## Task to complete
From the first line through the one containing "key equals the", restate the listing word for word, and give no other lines.

## Dataset records
• • • •

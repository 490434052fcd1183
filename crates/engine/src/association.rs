//! Has-many association proxy
//!
//! `owner.association("messages")` yields a [`ManyProxy`]: an ordered,
//! lazily loaded view of the target records whose foreign key equals the
//! owner's id. The loaded list is cached on the owner record and is not
//! invalidated by writes made elsewhere; call [`ManyProxy::reload`] to
//! re-read it.
//!
//! ## Writes
//!
//! | Operation | Foreign key | `_type`            | Persisted |
//! |-----------|-------------|--------------------|-----------|
//! | `push`    | owner id    | record's own type  | yes       |
//! | `concat`  | owner id    | record's own type  | yes       |
//! | `build`   | owner id    | family root        | no        |
//! | `create`  | owner id    | family root        | yes       |
//! | `replace` | owner id    | record's own type  | yes       |
//!
//! Appending to an unsaved owner saves the owner first. `replace` detaches
//! (clears the foreign key of) records that are not in the new set.
//!
//! ## Reads
//!
//! Finders delegate to the target model with the foreign key conjoined to
//! the conditions. Records come back as their stored subtype. An unsaved
//! owner has no children, so its finders answer without touching storage.

use std::collections::HashSet;
use std::slice;

use docmap_core::{Document, Error, ObjectId, Result, Value};
use tracing::debug;

use crate::catalog::AssociationDef;
use crate::model::{to_object_id, Found, Model};
use crate::pagination::{Page, PaginateOptions, Pagination};
use crate::query::{FindOptions, Selector};
use crate::record::Record;
use crate::schema::TYPE_KEY;

/// Owner-scoped view over a has-many association
pub struct ManyProxy<'a> {
    owner: &'a mut Record,
    assoc: AssociationDef,
    target: Model,
}

impl<'a> ManyProxy<'a> {
    pub(crate) fn new(owner: &'a mut Record, assoc: AssociationDef, target: Model) -> Self {
        Self {
            owner,
            assoc,
            target,
        }
    }

    /// Association name
    pub fn name(&self) -> &str {
        &self.assoc.name
    }

    /// Foreign key field on the target documents
    pub fn foreign_key(&self) -> &str {
        &self.assoc.foreign_key
    }

    /// The target model
    pub fn target(&self) -> &Model {
        &self.target
    }

    fn scope(&self, owner_id: ObjectId) -> Document {
        let mut scope = self.target.base_scope();
        scope.insert(self.assoc.foreign_key.clone(), Value::ObjectId(owner_id));
        scope
    }

    fn not_found(&self, ids: Vec<ObjectId>) -> Error {
        Error::document_not_found(self.target.collection_name(), ids)
    }

    // =========================================================================
    // Loaded list
    // =========================================================================

    fn ensure_loaded(&mut self) -> Result<()> {
        if self.owner.associations.contains_key(&self.assoc.name) {
            return Ok(());
        }
        let records = self.all(FindOptions::new())?;
        debug!(
            target: "docmap::association",
            owner = self.owner.model_name(),
            association = %self.assoc.name,
            loaded = records.len(),
            "Loaded association"
        );
        self.owner.associations.insert(self.assoc.name.clone(), records);
        Ok(())
    }

    fn cache_mut(&mut self) -> Result<&mut Vec<Record>> {
        self.ensure_loaded()?;
        Ok(self
            .owner
            .associations
            .entry(self.assoc.name.clone())
            .or_default())
    }

    /// The associated records, loading them on first access
    pub fn load(&mut self) -> Result<&[Record]> {
        Ok(self.cache_mut()?.as_slice())
    }

    /// Number of loaded records
    pub fn len(&mut self) -> Result<usize> {
        Ok(self.load()?.len())
    }

    /// Check if no records are associated
    pub fn is_empty(&mut self) -> Result<bool> {
        Ok(self.load()?.is_empty())
    }

    /// Record at `index` in the loaded list
    pub fn get(&mut self, index: usize) -> Result<Option<&Record>> {
        Ok(self.load()?.get(index))
    }

    /// Iterate over the loaded list
    pub fn iter(&mut self) -> Result<slice::Iter<'_, Record>> {
        Ok(self.load()?.iter())
    }

    /// Copy of the loaded list
    pub fn to_vec(&mut self) -> Result<Vec<Record>> {
        Ok(self.load()?.to_vec())
    }

    /// Drop the cached list and read it again
    pub fn reload(&mut self) -> Result<()> {
        self.owner.associations.remove(&self.assoc.name);
        self.ensure_loaded()
    }

    // =========================================================================
    // Writes
    // =========================================================================

    /// Id of the owner, saving it first if it is new
    fn saved_owner_id(&mut self) -> Result<ObjectId> {
        if self.owner.is_destroyed() {
            return Err(Error::InvalidOperation(format!(
                "can't add {} to destroyed {}",
                self.assoc.name,
                self.owner.model_name()
            )));
        }
        if self.owner.is_new() {
            self.owner.save()?;
        }
        self.owner.id().ok_or_else(|| {
            Error::InvalidOperation(format!("{} has no id after save", self.owner.model_name()))
        })
    }

    fn check_family(&self, record: &Record) -> Result<()> {
        if record.def().root() != self.target.def().root() {
            return Err(Error::InvalidArguments(format!(
                "{} expects {} records, got {}",
                self.assoc.name,
                self.target.def().root(),
                record.model_name()
            )));
        }
        Ok(())
    }

    fn attach(&self, record: &mut Record, owner_id: ObjectId) -> Result<()> {
        record.set(&self.assoc.foreign_key, owner_id)?;
        if record.def().is_polymorphic() {
            let concrete = record.model_name().to_string();
            record.set(TYPE_KEY, concrete)?;
        }
        record.save()
    }

    /// Attach `record` to the owner, save it and append it to the list
    ///
    /// # Errors
    ///
    /// `InvalidArguments` if the record is not of the target family.
    pub fn push(&mut self, mut record: Record) -> Result<()> {
        self.check_family(&record)?;
        // An unsaved owner has no stored children: load before saving it
        self.ensure_loaded()?;
        let owner_id = self.saved_owner_id()?;
        self.attach(&mut record, owner_id)?;
        self.cache_mut()?.push(record);
        Ok(())
    }

    /// Push each record in order
    pub fn concat<I>(&mut self, records: I) -> Result<()>
    where
        I: IntoIterator<Item = Record>,
    {
        for record in records {
            self.push(record)?;
        }
        Ok(())
    }

    /// Build an unsaved target record pointing at the owner
    ///
    /// The foreign key is Null while the owner is unsaved.
    pub fn build(&self, attrs: Document) -> Result<Record> {
        let mut record = self.target.new_record(attrs);
        record.set(&self.assoc.foreign_key, self.owner.id())?;
        if self.target.def().is_polymorphic() {
            record.set(TYPE_KEY, self.target.def().root())?;
        }
        Ok(record)
    }

    /// Build, save and append a target record
    pub fn create(&mut self, attrs: Document) -> Result<Record> {
        self.ensure_loaded()?;
        self.saved_owner_id()?;
        let mut record = self.build(attrs)?;
        record.save()?;
        self.cache_mut()?.push(record.clone());
        Ok(record)
    }

    /// Make `records` the complete set of associated records
    ///
    /// Records currently associated but absent from `records` keep their
    /// documents and lose the foreign key.
    ///
    /// # Errors
    ///
    /// - `InvalidArguments` if a record is not of the target family
    /// - `InvalidOperation` if a record is destroyed
    ///
    /// Both are checked before anything is written. A driver error part way
    /// through drops the loaded list so the next read goes to storage.
    pub fn replace(&mut self, records: Vec<Record>) -> Result<()> {
        for record in &records {
            self.check_family(record)?;
            if record.is_destroyed() {
                return Err(Error::InvalidOperation(format!(
                    "can't add destroyed {} to {}",
                    record.model_name(),
                    self.assoc.name
                )));
            }
        }
        let owner_id = self.saved_owner_id()?;
        match self.replace_records(owner_id, records) {
            Ok(attached) => {
                self.owner.associations.insert(self.assoc.name.clone(), attached);
                Ok(())
            }
            Err(e) => {
                self.owner.associations.remove(&self.assoc.name);
                Err(e)
            }
        }
    }

    fn replace_records(&self, owner_id: ObjectId, records: Vec<Record>) -> Result<Vec<Record>> {
        let keep: HashSet<ObjectId> = records.iter().filter_map(Record::id).collect();

        let current = self
            .target
            .select_in(&self.scope(owner_id), Selector::All, &FindOptions::new())?
            .into_records();
        let mut detached = 0usize;
        for mut old in current {
            if old.id().map_or(false, |id| keep.contains(&id)) {
                continue;
            }
            old.set(&self.assoc.foreign_key, Value::Null)?;
            old.save()?;
            detached += 1;
        }

        let mut attached = Vec::with_capacity(records.len());
        for mut record in records {
            self.attach(&mut record, owner_id)?;
            attached.push(record);
        }
        debug!(
            target: "docmap::association",
            owner = self.owner.model_name(),
            association = %self.assoc.name,
            attached = attached.len(),
            detached,
            "Replaced association"
        );
        Ok(attached)
    }

    // =========================================================================
    // Finders
    // =========================================================================

    /// Find one associated record by id
    ///
    /// An id that belongs to another owner fails with `DocumentNotFound`.
    pub fn find(&self, id: impl Into<Value>) -> Result<Record> {
        let id = id.into();
        match self.owner.id() {
            Some(owner_id) => self.target.find_in(&self.scope(owner_id), id),
            None => Err(self.not_found(vec![to_object_id(&id)?])),
        }
    }

    /// Find several associated records by id; all must belong to the owner
    pub fn find_many<I, V>(&self, ids: I) -> Result<Vec<Record>>
    where
        I: IntoIterator<Item = V>,
        V: Into<Value>,
    {
        let ids: Vec<Value> = ids.into_iter().map(Into::into).collect();
        match self.owner.id() {
            Some(owner_id) => self.target.find_many_in(&self.scope(owner_id), ids),
            None => {
                let ids = ids.iter().map(to_object_id).collect::<Result<Vec<_>>>()?;
                Err(self.not_found(ids))
            }
        }
    }

    /// Selector-based find within the association
    pub fn find_with(&self, selector: Selector, options: FindOptions) -> Result<Found> {
        match self.owner.id() {
            Some(owner_id) => self.target.select_in(&self.scope(owner_id), selector, &options),
            None => Ok(match selector {
                Selector::All => Found::Many(Vec::new()),
                Selector::First | Selector::Last => Found::One(None),
            }),
        }
    }

    /// All associated records matching `options`
    pub fn all(&self, options: FindOptions) -> Result<Vec<Record>> {
        Ok(self.find_with(Selector::All, options)?.into_records())
    }

    /// First associated record
    pub fn first(&self, options: FindOptions) -> Result<Option<Record>> {
        Ok(self.find_with(Selector::First, options)?.into_record())
    }

    /// Last associated record
    pub fn last(&self, options: FindOptions) -> Result<Option<Record>> {
        Ok(self.find_with(Selector::Last, options)?.into_record())
    }

    /// Count associated records matching `conditions`
    pub fn count(&self, conditions: Document) -> Result<u64> {
        match self.owner.id() {
            Some(owner_id) => self.target.count_in(&self.scope(owner_id), &conditions),
            None => Ok(0),
        }
    }

    /// One page of associated records
    pub fn paginate(&self, options: PaginateOptions) -> Result<Page<Record>> {
        match self.owner.id() {
            Some(owner_id) => self.target.paginate_in(&self.scope(owner_id), &options),
            None => {
                let per_page = options
                    .per_page
                    .unwrap_or(self.target.database().config().default_per_page);
                Ok(Page::new(Vec::new(), 0, Pagination::new(per_page, options.page)?))
            }
        }
    }
}
//! Mapping engine for docmap
//!
//! This crate turns declared schemas into records stored through a
//! [`Driver`](docmap_core::Driver):
//! - Schema & catalog: typed keys, subtypes, associations
//! - Query translation: conditions, order clauses, pagination
//! - Model: class-level finders, bulk update/delete, indexes
//! - Record: attribute access, save/destroy lifecycle, timestamps
//! - ManyProxy: owner-scoped, polymorphic has-many associations
//!
//! The engine never talks to storage except through the driver trait, and
//! holds no global state: everything hangs off a [`Database`] handle.

#![warn(missing_docs)]
#![warn(clippy::all)]

pub mod association;
pub mod attributes;
pub mod catalog;
pub mod config;
pub mod database;
pub mod embedded;
pub mod model;
pub mod pagination;
pub mod query;
pub mod record;
pub mod schema;

pub use association::ManyProxy;
pub use attributes::AttributeStore;
pub use catalog::{AssociationDef, Catalog, CatalogBuilder, ModelDef};
pub use config::{MapperConfig, CONFIG_FILE_NAME};
pub use database::Database;
pub use embedded::EmbeddedRecord;
pub use model::{Found, Model};
pub use pagination::{Page, PaginateOptions, Pagination};
pub use query::{parse_order, FindOptions, QueryTranslator, Selector};
pub use record::{Record, RecordState};
pub use schema::{HasMany, KeyDef, KeyType, Schema, SchemaKind, CREATED_AT, TYPE_KEY, UPDATED_AT};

• • • •

## Exercise output
repository 490434052fcd1183
filename crates/engine/src/association.rs
//! Has-many association proxy
//!
//! `owner.association("messages")` yields a [`ManyProxy`]: an ordered,
//! lazily loaded view of the target records whose foreign key equals the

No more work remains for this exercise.